__Supplied information__:
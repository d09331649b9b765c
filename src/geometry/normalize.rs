use geo::Centroid;

use crate::domain::{Coordinate, FeatureGeometry};

/// Reduce a feature's geometry to one representative coordinate.
///
/// Points are used as-is and polygons collapse to their centroid. The
/// centroid of a concave polygon can fall outside it; that is accepted.
/// Every other geometry type yields `None`.
pub fn representative_coordinate(geometry: &FeatureGeometry) -> Option<Coordinate> {
    match geometry {
        FeatureGeometry::Point(point) => Some(Coordinate::from_point(*point)),
        FeatureGeometry::Polygon(polygon) => polygon.centroid().map(Coordinate::from_point),
        FeatureGeometry::LineString(_)
        | FeatureGeometry::MultiPolygon(_)
        | FeatureGeometry::Unknown => None,
    }
}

__Your objective__: Identify the lines of the data that contain the word "None". Copy each of them.

__Your response__:
/// Every other geometry type yields `None`.
        | FeatureGeometry::Unknown => None,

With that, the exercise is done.